The findings reveal that current water quality monitoring practices severely underestimate bacterial contamination, especially in cases where fecal indicator bacteria are bound within aggregates.

“This has real-world implications: in developed regions, it means that risk assessments for agricultural and recreational waters may be inaccurately low, potentially exposing people to unseen health risks. For example, contaminated irrigation water can introduce pathogens into food supplies, leading to costly and dangerous E. coli outbreaks, while recreational waters may present hidden risks for swimmers and athletes despite passing standard tests,” Dr Angelescu said.

Urgent implications

“In low- and middle-income countries (LMICs), where waterborne diseases are already a leading cause of illness and death, the implications are even more urgent.
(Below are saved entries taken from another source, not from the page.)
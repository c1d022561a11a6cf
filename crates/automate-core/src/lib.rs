//! Automate Core -- the resource-negotiation layer for tile-based automation.
//!
//! This crate provides the building blocks every automation network is made
//! of: items and inventories, tracked stacks, the container abstraction, the
//! storage negotiation protocol, the machine contract, and machine groups.
//! Discovery (which tiles form a network) lives in `automate-spatial`; the
//! per-cycle scheduler lives in `automate-engine`.
//!
//! # Reserve, Then Commit
//!
//! Machines never write into containers directly. They ask a [`storage::Storage`]
//! view for ingredients, receive a [`storage::Consumable`] reservation, and
//! only commit it once they have decided to start:
//!
//! ```rust,ignore
//! let Some(coal) = storage.try_get_ingredient(|item| item.item_type == COAL, 1)? else {
//!     return Ok(false);
//! };
//! let Some((ore, recipe)) = storage.try_get_recipe_ingredient(&recipes)? else {
//!     return Ok(false);
//! };
//! let output = recipe.output_for(ore.sample());
//! ore.commit()?;
//! coal.commit()?;
//! ```
//!
//! # Key Types
//!
//! - [`tracked::TrackedStack`] -- a quantity-observing handle over an item stack.
//! - [`tracked::TrackedStackCollection`] -- several stackable tracked stacks
//!   treated as one.
//! - [`container::Container`] -- anything exposing an inventory to a network.
//! - [`storage::Storage`] -- one group's containers, de-duplicated by
//!   [`id::InventoryReferenceId`].
//! - [`machine::Machine`] -- per-machine-type processing strategy.
//! - [`group::MachineGroup`] -- one connected component of machines and
//!   containers.

pub mod container;
pub mod error;
pub mod fixed;
pub mod group;
pub mod id;
pub mod item;
pub mod machine;
pub mod recipe;
pub mod rng;
pub mod storage;
pub mod tile;
pub mod tracked;
pub mod world;

#[cfg(any(test, feature = "test-utils"))]
pub mod test_utils;
//! The group scheduler.
//!
//! Each cycle runs two phases:
//!
//! 1. **Reload** -- rebuild the groups of every queued location and notify
//!    observers with the new group set.
//! 2. **Process** -- for each group, push finished output into the group's
//!    storage and feed empty machines from it.
//!
//! A machine fault is logged and counted, and its siblings still run. A
//! panic inside one group is caught at the group boundary so the remaining
//! groups are still processed. A panic while discovering one location leaves
//! that location without groups until it is queued again.

use crate::config::AutomateConfig;
use crate::reload_queue::ReloadQueue;
use automate_core::error::AutomateError;
use automate_core::fixed::Ticks;
use automate_core::group::{GroupSummary, MachineGroup};
use automate_core::id::LocationId;
use automate_core::machine::{Machine, MachineState};
use automate_core::storage::Storage;
use automate_core::tracked::Tracked;
use automate_core::world::WorldClock;
use automate_spatial::{
    DiscoveryConfig, DiscoveryError, GroupsChanged, HookRegistry, TileChange, TileChangeKind,
    World, discover_groups,
};
use std::any::Any;
use std::collections::BTreeMap;
use std::fmt::Write as _;
use std::panic::{self, AssertUnwindSafe};
use std::sync::Arc;
use tracing::{debug, trace, warn};

/// What one cycle did.
#[derive(Debug, Clone, Copy, Default, PartialEq, Eq)]
pub struct CycleReport {
    pub locations_rebuilt: usize,
    pub groups_processed: usize,
    /// Machines that started processing this cycle.
    pub machines_pulled: usize,
    /// Machines that moved at least one item of output into storage.
    pub machines_pushed: usize,
    pub faults: usize,
}

impl CycleReport {
    fn absorb(&mut self, group: GroupOutcome) {
        self.machines_pulled += group.pulled;
        self.machines_pushed += group.pushed;
        self.faults += group.faults;
    }
}

#[derive(Debug, Default)]
struct GroupOutcome {
    pulled: usize,
    pushed: usize,
    faults: usize,
}

#[derive(Debug, Default)]
struct MachineStep {
    pulled: bool,
    pushed: bool,
}

pub struct AutomationEngine {
    config: AutomateConfig,
    discovery: DiscoveryConfig,
    registry: Arc<HookRegistry>,
    queue: ReloadQueue,
    groups: BTreeMap<LocationId, Vec<MachineGroup>>,
}

impl AutomationEngine {
    /// An engine with no groups. The first cycle discovers every location.
    pub fn new(config: AutomateConfig, registry: Arc<HookRegistry>) -> Self {
        let config = config.normalized();
        Self {
            discovery: config.discovery(),
            config,
            registry,
            queue: ReloadQueue::new(),
            groups: BTreeMap::new(),
        }
    }

    pub fn config(&self) -> &AutomateConfig {
        &self.config
    }

    /// Replace the configuration. Discovery policy may have changed, so every
    /// location is rebuilt on the next cycle.
    pub fn set_config(&mut self, config: AutomateConfig) {
        self.config = config.normalized();
        self.discovery = self.config.discovery();
        self.queue.queue_all();
    }

    pub fn registry(&self) -> &Arc<HookRegistry> {
        &self.registry
    }

    pub fn reload_queue(&self) -> &ReloadQueue {
        &self.queue
    }

    // -----------------------------------------------------------------------
    // Reload requests
    // -----------------------------------------------------------------------

    /// Queue the changed location unless the change can't affect
    /// automation. Returns whether the location was newly queued.
    pub fn on_tile_changed(&mut self, change: &TileChange) -> bool {
        if change.kind == TileChangeKind::Terrain {
            return false;
        }
        self.queue_reload(change.location.clone())
    }

    pub fn queue_reload(&mut self, location: LocationId) -> bool {
        let queued = self.queue.queue(location);
        if queued {
            trace!(queued = self.queue.len(), "location queued for reload");
        }
        queued
    }

    /// Drop every group and queued reload. The next cycle starts cold.
    pub fn reset(&mut self) {
        debug!(locations = self.groups.len(), "automation reset");
        self.groups.clear();
        self.queue.queue_all();
    }

    // -----------------------------------------------------------------------
    // Cycles
    // -----------------------------------------------------------------------

    /// Host tick entry point. Runs a cycle every `automation_interval` ticks.
    pub fn update(&mut self, world: &World, tick: Ticks) -> Option<CycleReport> {
        if !self.config.enabled {
            if !self.groups.is_empty() {
                self.reset();
            }
            return None;
        }
        if tick % self.config.automation_interval != 0 {
            return None;
        }
        Some(self.run_cycle(world))
    }

    /// Run one cycle immediately.
    pub fn run_cycle(&mut self, world: &World) -> CycleReport {
        let mut report = CycleReport::default();
        self.reload(world, &mut report);

        for (location, groups) in self.groups.iter_mut() {
            for group in groups.iter_mut() {
                report.groups_processed += 1;
                let clock = &world.clock;
                match panic::catch_unwind(AssertUnwindSafe(|| process_group(group, clock))) {
                    Ok(outcome) => report.absorb(outcome),
                    Err(payload) => {
                        warn!(
                            location = %location,
                            group = %group.id(),
                            panic = %panic_message(payload.as_ref()),
                            "group processing panicked"
                        );
                        report.faults += 1;
                    }
                }
            }
        }

        if report != CycleReport::default() {
            debug!(
                rebuilt = report.locations_rebuilt,
                groups = report.groups_processed,
                pulled = report.machines_pulled,
                pushed = report.machines_pushed,
                faults = report.faults,
                "automation cycle"
            );
        }
        report
    }

    fn reload(&mut self, world: &World, report: &mut CycleReport) {
        let locations: Vec<LocationId> = match self.queue.drain() {
            Some(locations) => locations,
            None => {
                self.groups.clear();
                world.location_ids().cloned().collect()
            }
        };

        for location in locations {
            let (registry, discovery) = (&self.registry, &self.discovery);
            let discovered = panic::catch_unwind(AssertUnwindSafe(|| {
                discover_groups(world, &location, registry, discovery)
            }));
            let groups = match discovered {
                Ok(Ok(groups)) => {
                    report.locations_rebuilt += 1;
                    groups
                }
                Ok(Err(DiscoveryError::UnknownLocation(_))) => {
                    debug!(location = %location, "location no longer exists");
                    report.locations_rebuilt += 1;
                    Vec::new()
                }
                Ok(Err(error)) => {
                    warn!(location = %location, %error, "group discovery failed");
                    report.faults += 1;
                    Vec::new()
                }
                Err(payload) => {
                    warn!(
                        location = %location,
                        panic = %panic_message(payload.as_ref()),
                        "group discovery panicked"
                    );
                    report.faults += 1;
                    Vec::new()
                }
            };

            let event = GroupsChanged {
                location: location.clone(),
                groups: groups.iter().map(MachineGroup::summary).collect(),
            };
            if groups.is_empty() {
                self.groups.remove(&location);
            } else {
                self.groups.insert(location, groups);
            }
            self.registry.notify(&event);
        }
    }

    // -----------------------------------------------------------------------
    // Queries
    // -----------------------------------------------------------------------

    /// The current groups of `location`, in discovery order.
    pub fn groups(&self, location: &LocationId) -> &[MachineGroup] {
        self.groups.get(location).map(Vec::as_slice).unwrap_or_default()
    }

    pub fn group_count(&self) -> usize {
        self.groups.values().map(Vec::len).sum()
    }

    /// Snapshots of every group, by location name then group id.
    pub fn summaries(&self) -> Vec<GroupSummary> {
        self.groups
            .values()
            .flatten()
            .map(MachineGroup::summary)
            .collect()
    }

    /// One line per group followed by its members, for console output.
    pub fn describe_groups(&self, location: &LocationId) -> String {
        let groups = self.groups(location);
        if groups.is_empty() {
            return format!("no automation groups in {location}\n");
        }
        let mut out = String::new();
        for summary in groups.iter().map(MachineGroup::summary) {
            let _ = writeln!(out, "{summary}");
            for machine in &summary.machines {
                let _ = writeln!(out, "  machine {} at {}", machine.name, machine.tile);
            }
            for container in &summary.containers {
                let _ = writeln!(out, "  container {} at {}", container.name, container.tile);
            }
        }
        out
    }
}

impl std::fmt::Debug for AutomationEngine {
    fn fmt(&self, f: &mut std::fmt::Formatter<'_>) -> std::fmt::Result {
        f.debug_struct("AutomationEngine")
            .field("config", &self.config)
            .field("queue", &self.queue)
            .field("groups", &self.group_count())
            .finish()
    }
}

// ---------------------------------------------------------------------------
// Group processing
// ---------------------------------------------------------------------------

fn process_group(group: &mut MachineGroup, clock: &WorldClock) -> GroupOutcome {
    let mut outcome = GroupOutcome::default();
    if !group.has_internal_automation() {
        return outcome;
    }
    let storage = group.storage();
    let location = group.location().clone();
    for machine in group.machines_mut() {
        match process_machine(machine.as_mut(), &storage, clock) {
            Ok(step) => {
                outcome.pulled += usize::from(step.pulled);
                outcome.pushed += usize::from(step.pushed);
            }
            Err(error) => {
                warn!(
                    location = %location,
                    machine = machine.machine_type(),
                    tile = %machine.area().origin,
                    %error,
                    "machine fault"
                );
                outcome.faults += 1;
            }
        }
    }
    outcome
}

/// Push a finished machine's output, then feed it if it ended up empty.
fn process_machine(
    machine: &mut dyn Machine,
    storage: &Storage,
    clock: &WorldClock,
) -> Result<MachineStep, AutomateError> {
    let mut step = MachineStep::default();
    let mut state = machine.state(clock)?;

    if state == MachineState::Done {
        if let Some(mut output) = machine.output()? {
            let accepted = storage.try_push(&mut output)?;
            step.pushed = accepted > 0;
            if output.count() == 0 {
                machine.on_output_taken(clock)?;
            }
            trace!(
                machine = machine.machine_type(),
                tile = %machine.area().origin,
                accepted,
                remaining = output.count(),
                "output pushed"
            );
        }
        state = machine.state(clock)?;
    }

    if state == MachineState::Empty && machine.set_input(storage, clock)? {
        step.pulled = true;
        trace!(
            machine = machine.machine_type(),
            tile = %machine.area().origin,
            "machine started"
        );
    }
    Ok(step)
}

fn panic_message(payload: &(dyn Any + Send)) -> String {
    if let Some(message) = payload.downcast_ref::<&str>() {
        (*message).to_string()
    } else if let Some(message) = payload.downcast_ref::<String>() {
        message.clone()
    } else {
        "unknown panic".to_string()
    }
}
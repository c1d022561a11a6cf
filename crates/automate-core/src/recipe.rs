use crate::item::{Item, ItemStack};
use std::fmt;

/// Predicate deciding whether an item satisfies an input.
pub type ItemPredicate = Box<dyn Fn(&Item) -> bool>;

/// Maps the consumed input sample to the produced output.
pub type OutputRule = Box<dyn Fn(&Item) -> ItemStack>;

/// One input-to-output transformation a machine can perform.
///
/// The input is described by a predicate rather than a fixed item type so
/// that a recipe can accept a whole category ("any fruit"). The output is
/// derived from the actual input sample (a blueberry becomes blueberry wine).
pub struct Recipe {
    name: String,
    accepts: ItemPredicate,
    input_count: u32,
    output: OutputRule,
    minutes: u32,
}

impl Recipe {
    pub fn new(
        name: impl Into<String>,
        accepts: impl Fn(&Item) -> bool + 'static,
        input_count: u32,
        output: impl Fn(&Item) -> ItemStack + 'static,
        minutes: u32,
    ) -> Self {
        Self {
            name: name.into(),
            accepts: Box::new(accepts),
            input_count: input_count.max(1),
            output: Box::new(output),
            minutes,
        }
    }

    pub fn name(&self) -> &str {
        &self.name
    }

    pub fn accepts_input(&self, item: &Item) -> bool {
        (self.accepts)(item)
    }

    /// How many matching items one run consumes.
    pub fn input_count(&self) -> u32 {
        self.input_count
    }

    /// Output for the given input sample.
    pub fn output_for(&self, input: &Item) -> ItemStack {
        (self.output)(input)
    }

    /// In-game minutes until the output is ready.
    pub fn minutes(&self) -> u32 {
        self.minutes
    }
}

impl fmt::Debug for Recipe {
    fn fmt(&self, f: &mut fmt::Formatter<'_>) -> fmt::Result {
        f.debug_struct("Recipe")
            .field("name", &self.name)
            .field("input_count", &self.input_count)
            .field("minutes", &self.minutes)
            .finish_non_exhaustive()
    }
}

#[cfg(test)]
mod tests {
    use super::*;
    use crate::id::ItemTypeId;
    use crate::item::ItemCategory;

    #[test]
    fn recipe_derives_output_from_input() {
        let recipe = Recipe::new(
            "Jelly",
            |item| item.category == ItemCategory::Fruit,
            1,
            |input| {
                ItemStack::new(
                    Item::new(
                        ItemTypeId(344),
                        format!("{} Jelly", input.name),
                        ItemCategory::ArtisanGoods,
                        input.price * 2 + 50,
                    ),
                    1,
                )
            },
            4000,
        );
        let blueberry = Item::new(ItemTypeId(258), "Blueberry", ItemCategory::Fruit, 50);
        let coal = Item::new(ItemTypeId(382), "Coal", ItemCategory::BuildingResource, 15);

        assert!(recipe.accepts_input(&blueberry));
        assert!(!recipe.accepts_input(&coal));

        let out = recipe.output_for(&blueberry);
        assert_eq!(out.item.name, "Blueberry Jelly");
        assert_eq!(out.item.price, 150);
        assert_eq!(recipe.minutes(), 4000);
        assert_eq!(recipe.name(), "Jelly");
    }

    #[test]
    fn zero_input_count_is_clamped() {
        let recipe = Recipe::new(
            "Nothing",
            |_| true,
            0,
            |input| ItemStack::new(input.clone(), 1),
            10,
        );
        assert_eq!(recipe.input_count(), 1);
    }
}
Without reliable monitoring methods and automated instrumentation that capture the true scope of contamination, vulnerable populations, especially children and the elderly, remain at high risk.

“Prioritization of water sources based on accurate quantitative microbiological risk assessments is essential for preventing preventable diseases and reducing mortality in these communities.

“This research underscores the necessity for new, comprehensive monitoring approaches that reflect actual contamination levels and for deploying these methods widely. It also points to the importance of adopting automated field instrumentation, such as the Fluidion ALERT instruments used in this study, that could allow testing to be performed wherever it is needed, and not limited to the very few areas, globally, serviced by water quality laboratories.

Need to update regulations

“Our research points to the urgent need for updated regulations that reflect the latest scientific insights and provide greater public protection.

“At the same time, it supports the adoption of field-ready instrumentation, now commercially available, to enable direct water safety measurements at remote sites where they are critically needed and where laboratory access is limited or nonexistent. This could have a major impact not only in the developing world (where water quality is often a matter of life and death), but also in the developed countries, where waterborne disease burden could be reduced.”

The work was performed by Fluidion’s teams based in Paris and Los Angeles, spanning multiple countries on two continents. It was supported by the European Union through the H2020 program (Project: Digital Water City), and by the US Department of Agriculture through the SBIR program (Project: Alert-Ag++).

‘Addressing Underestimation of Waterborne Disease Risks Due to Fecal Indicator Bacteria Bound in Aggregates’ appears in the Journal of Applied Microbiology.